The evidence presented is a mix of anecdotal— Whitby, Sarnia, St. Stephen, NB and Kamloops—as well as survey data indicating that as many as twothirds of local politicians who responded said they had experienced harassment. In Quebec, roughly onethird had considered quitting since the 2021 election. It sounds rough.
But is it true? Are municipal politics functioning under a “new climate of hostility”? Count me as skeptical.
This newspaper doesn’t have the resources to examine the examples offered in the Globe’s story, either to look at the context, history and issues it uses to highlight the writer’s newly discovered phenomenon or to discern if it all adds up to a trend or a threatening virus to our public discourse. (In truth, the Globe writers don’t offer much in the way of historical context either, which is problematic when purporting to shine a spotlight on a sociological trend described as “new”.)
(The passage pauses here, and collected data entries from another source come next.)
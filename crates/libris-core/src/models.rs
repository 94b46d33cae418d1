//! Data models for Libris
//!
//! Defines the records stored in each collection, the inputs used to create
//! them, and the patches used for partial updates. Field names are persisted
//! in camelCase.

use chrono::{DateTime, NaiveDate, Utc};
use serde::{Deserialize, Serialize};

use crate::repository::{Record, RecordKey, Searchable, SyntheticId};

/// Collection names
pub mod collections {
    pub const BOOKS: &str = "books";
    pub const STUDENTS: &str = "students";
    pub const TRANSACTIONS: &str = "transactions";
    pub const COURSES: &str = "courses";
    pub const USERS: &str = "users";
    pub const SYSTEM_LOGS: &str = "systemLogs";
}

/// A book title and its copy counts
#[derive(Debug, Clone, Serialize, Deserialize, PartialEq, Eq)]
#[serde(rename_all = "camelCase")]
pub struct Book {
    /// Synthetic identifier assigned on add
    pub id: u64,
    pub title: String,
    pub author: String,
    pub isbn: String,
    pub edition: String,
    /// Course code this book belongs to
    pub course: String,
    /// Physical copies owned
    pub total_copies: u32,
    /// Copies not currently checked out
    pub available_copies: u32,
}

/// Fields for a new book; all copies start available
#[derive(Debug, Clone, Serialize, Deserialize, PartialEq, Eq)]
#[serde(rename_all = "camelCase")]
pub struct NewBook {
    pub title: String,
    pub author: String,
    pub isbn: String,
    pub edition: String,
    pub course: String,
    pub copies: u32,
}

impl NewBook {
    pub(crate) fn into_book(self) -> Book {
        Book {
            id: 0,
            title: self.title,
            author: self.author,
            isbn: self.isbn,
            edition: self.edition,
            course: self.course,
            total_copies: self.copies,
            available_copies: self.copies,
        }
    }
}

/// Partial update of a book's descriptive fields
///
/// Copy counts change only through the copy operations.
#[derive(Debug, Clone, Default, Serialize, Deserialize, PartialEq, Eq)]
#[serde(rename_all = "camelCase")]
pub struct BookPatch {
    #[serde(skip_serializing_if = "Option::is_none")]
    pub title: Option<String>,
    #[serde(skip_serializing_if = "Option::is_none")]
    pub author: Option<String>,
    #[serde(skip_serializing_if = "Option::is_none")]
    pub isbn: Option<String>,
    #[serde(skip_serializing_if = "Option::is_none")]
    pub edition: Option<String>,
    #[serde(skip_serializing_if = "Option::is_none")]
    pub course: Option<String>,
}

impl BookPatch {
    pub fn is_empty(&self) -> bool {
        self == &Self::default()
    }
}

/// Copy-count update used by circulation and copy management
#[derive(Debug, Clone, Copy, Default, Serialize, PartialEq, Eq)]
#[serde(rename_all = "camelCase")]
pub(crate) struct CopyCounts {
    #[serde(skip_serializing_if = "Option::is_none")]
    pub total_copies: Option<u32>,
    #[serde(skip_serializing_if = "Option::is_none")]
    pub available_copies: Option<u32>,
}

/// A registered student
#[derive(Debug, Clone, Serialize, Deserialize, PartialEq, Eq)]
#[serde(rename_all = "camelCase")]
pub struct Student {
    /// Generated `{course}{enrolledYear}{seq:03}` identifier
    pub id: String,
    pub full_name: String,
    pub contact_no: String,
    pub course: String,
    pub enrolled_year: i32,
}

/// Fields for a new student; the id is generated
#[derive(Debug, Clone, Serialize, Deserialize, PartialEq, Eq)]
#[serde(rename_all = "camelCase")]
pub struct NewStudent {
    pub full_name: String,
    pub contact_no: String,
    pub course: String,
    pub enrolled_year: i32,
}

/// Partial update of a student
///
/// Course and enrolment year are part of the id and stay fixed.
#[derive(Debug, Clone, Default, Serialize, Deserialize, PartialEq, Eq)]
#[serde(rename_all = "camelCase")]
pub struct StudentPatch {
    #[serde(skip_serializing_if = "Option::is_none")]
    pub full_name: Option<String>,
    #[serde(skip_serializing_if = "Option::is_none")]
    pub contact_no: Option<String>,
}

impl StudentPatch {
    pub fn is_empty(&self) -> bool {
        self == &Self::default()
    }
}

/// Lifecycle state of a transaction
#[derive(Debug, Clone, Copy, Serialize, Deserialize, PartialEq, Eq)]
#[serde(rename_all = "kebab-case")]
pub enum TransactionStatus {
    CheckedOut,
    Returned,
}

impl TransactionStatus {
    pub fn label(&self) -> &'static str {
        match self {
            TransactionStatus::CheckedOut => "Checked Out",
            TransactionStatus::Returned => "Returned",
        }
    }
}

/// One checkout-to-return record
///
/// Book title and student name/course are snapshots taken at checkout and
/// are never refreshed from later edits.
#[derive(Debug, Clone, Serialize, Deserialize, PartialEq, Eq)]
#[serde(rename_all = "camelCase")]
pub struct Transaction {
    pub id: u64,
    pub book_id: u64,
    pub book_title: String,
    pub student_id: String,
    pub student_name: String,
    pub student_course: String,
    pub checkout_date: NaiveDate,
    pub checkin_date: Option<NaiveDate>,
    pub status: TransactionStatus,
}

impl Transaction {
    /// Whether the copy is still out
    pub fn is_open(&self) -> bool {
        self.status == TransactionStatus::CheckedOut
    }
}

/// A course offered by the institution
#[derive(Debug, Clone, Serialize, Deserialize, PartialEq, Eq)]
#[serde(rename_all = "camelCase")]
pub struct Course {
    /// Natural primary key, e.g. "BCA"
    pub code: String,
    pub name: String,
    /// Length in years
    pub duration: u32,
    pub credits: u32,
}

impl Course {
    pub fn new(code: impl Into<String>, name: impl Into<String>, duration: u32, credits: u32) -> Self {
        Self {
            code: code.into(),
            name: name.into(),
            duration,
            credits,
        }
    }
}

/// Partial update of a course
#[derive(Debug, Clone, Default, Serialize, Deserialize, PartialEq, Eq)]
#[serde(rename_all = "camelCase")]
pub struct CoursePatch {
    #[serde(skip_serializing_if = "Option::is_none")]
    pub name: Option<String>,
    #[serde(skip_serializing_if = "Option::is_none")]
    pub duration: Option<u32>,
    #[serde(skip_serializing_if = "Option::is_none")]
    pub credits: Option<u32>,
}

impl CoursePatch {
    pub fn is_empty(&self) -> bool {
        self == &Self::default()
    }
}

/// An administrator account
#[derive(Debug, Clone, Serialize, Deserialize, PartialEq, Eq)]
#[serde(rename_all = "camelCase")]
pub struct User {
    pub id: u64,
    pub username: String,
    /// Stored and compared as plain text
    pub password: String,
    pub full_name: String,
    pub role: String,
    pub email: String,
    pub last_login: Option<DateTime<Utc>>,
    pub is_active: bool,
    #[serde(default)]
    pub created_at: Option<DateTime<Utc>>,
}

/// Partial update of a user
#[derive(Debug, Clone, Default, Serialize, Deserialize, PartialEq, Eq)]
#[serde(rename_all = "camelCase")]
pub struct UserPatch {
    #[serde(skip_serializing_if = "Option::is_none")]
    pub password: Option<String>,
    #[serde(skip_serializing_if = "Option::is_none")]
    pub last_login: Option<DateTime<Utc>>,
    #[serde(skip_serializing_if = "Option::is_none")]
    pub is_active: Option<bool>,
}

/// One audit entry
#[derive(Debug, Clone, Serialize, Deserialize, PartialEq, Eq)]
#[serde(rename_all = "camelCase")]
pub struct SystemLog {
    pub id: u64,
    /// Username of the actor
    pub user: String,
    pub action: String,
    pub details: String,
    pub timestamp: DateTime<Utc>,
}

impl Record for Book {
    const COLLECTION: &'static str = collections::BOOKS;
    const ENTITY: &'static str = "Book";

    fn key(&self) -> RecordKey {
        RecordKey::Id(self.id)
    }
}

impl SyntheticId for Book {
    fn id(&self) -> u64 {
        self.id
    }

    fn set_id(&mut self, id: u64) {
        self.id = id;
    }
}

impl Searchable for Book {
    fn search_fields(&self) -> Vec<&str> {
        vec![self.title.as_str(), self.author.as_str(), self.isbn.as_str(), self.course.as_str()]
    }
}

impl Record for Student {
    const COLLECTION: &'static str = collections::STUDENTS;
    const ENTITY: &'static str = "Student";

    fn key(&self) -> RecordKey {
        RecordKey::Code(self.id.clone())
    }
}

impl Searchable for Student {
    fn search_fields(&self) -> Vec<&str> {
        vec![self.id.as_str(), self.full_name.as_str(), self.contact_no.as_str(), self.course.as_str()]
    }
}

impl Record for Transaction {
    const COLLECTION: &'static str = collections::TRANSACTIONS;
    const ENTITY: &'static str = "Transaction";

    fn key(&self) -> RecordKey {
        RecordKey::Id(self.id)
    }
}

impl SyntheticId for Transaction {
    fn id(&self) -> u64 {
        self.id
    }

    fn set_id(&mut self, id: u64) {
        self.id = id;
    }
}

impl Searchable for Transaction {
    fn search_fields(&self) -> Vec<&str> {
        vec![self.book_title.as_str(), self.student_name.as_str(), self.student_id.as_str()]
    }
}

impl Record for Course {
    const COLLECTION: &'static str = collections::COURSES;
    const ENTITY: &'static str = "Course";

    fn key(&self) -> RecordKey {
        RecordKey::Code(self.code.clone())
    }
}

impl Searchable for Course {
    fn search_fields(&self) -> Vec<&str> {
        vec![self.code.as_str(), self.name.as_str()]
    }
}

impl Record for User {
    const COLLECTION: &'static str = collections::USERS;
    const ENTITY: &'static str = "User";

    fn key(&self) -> RecordKey {
        RecordKey::Id(self.id)
    }
}

impl SyntheticId for User {
    fn id(&self) -> u64 {
        self.id
    }

    fn set_id(&mut self, id: u64) {
        self.id = id;
    }
}

impl Record for SystemLog {
    const COLLECTION: &'static str = collections::SYSTEM_LOGS;
    const ENTITY: &'static str = "Log entry";

    fn key(&self) -> RecordKey {
        RecordKey::Id(self.id)
    }
}

impl SyntheticId for SystemLog {
    fn id(&self) -> u64 {
        self.id
    }

    fn set_id(&mut self, id: u64) {
        self.id = id;
    }
}

impl Searchable for SystemLog {
    fn search_fields(&self) -> Vec<&str> {
        vec![self.user.as_str(), self.action.as_str(), self.details.as_str()]
    }
}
I have been a faithful observer of local politics in Prince Edward County for 22 years. I don’t see a trend toward a “new climate of hostility”. It gets hot. It can get mean-spirited, particularly in the fourth year of the term. Irritation rises. Grudges build up. The discourse falls into well-worn (read tiresome) patterns. Labels displace argument.
In my two and a bit decades on the sidelines, I have witnessed racial slurs, near fist fights, and armed OPP officers in the council chambers standing guard to keep opposing viewpoints segregated. Angry exchanges on the steps of Shire Hall are—if not common—not unusual either.
Local politics has long (forever?) been punctuated by passionate and sometimes poorly expressed debate.
The Globe story writers, and those who wring their hands about social media, don’t offer a remedy. Their self-righteous act of worrying in print is meant to serve as a sufficient salve. Properly admonished, the humans will return to a discourse the writers deem honourable and proper.
The truth is that councils frequently deal with matters that reach into the lives of folks who otherwise have no interest or experience with government. When folks learn they can’t build a home on the land they bought and paid for, they tend to respond negatively. Often in tears. Sometimes in angry outbursts.
When their dreams are derailed by council because: A) a developer owns all the remaining capacity in the water system, B) an empty, unused barn is situated on nearby land, or C) someone spotted an eastern whippoorwill on their property, temperatures tend to hot up. None of this is new.
When taxes rise sixfold over a couple of decades while family income remains stagnant, folks are bound to react badly. They are likely to take it out on the folks who made these decisions. None of it is surprising. Nor new.
None of this, either, is an excuse for the truly obnoxious, relentless and foul personal attacks made by some. Nor for accosting our representatives in the grocery store.
There is something a bit off, however, by the implied desire to return to a mythical past—as if there was a noble period in which councils hammered out differences under Marquis de Queensbury rules over tea and cucumber sandwiches.
’Twas never thus.
In the good old days, local politics tended to be the exclusive domain of a close-knit group of men (almost always men) who demanded loyalty and deference in return for their wise service. Men who would not brook outside scrutiny between election days.
These men tended to sort issues in hushed backrooms long before they entered the council chambers. Decision-making was largely shaped by the cabal’s self-interest. If you didn’t like it you had one shot every four years to topple the regime. But you had better be successful or else brace for retribution.
There never was a golden age. Democracy has always been messy. It has always been performed with pointed sticks. And caustic words.
Can we be more civil? Sure. Has the Covid/Trump/social media coarsened public debate? Likely. But is what the Globe describes a permanent condition? A worsening trend? Is it bound to get worse until we push Piggy off the cliff? Until rational discourse is shattered like the shell in Lord of the Flies?
I doubt it.
Temperatures ebb and flow in council politics. Worry more when things go quiet.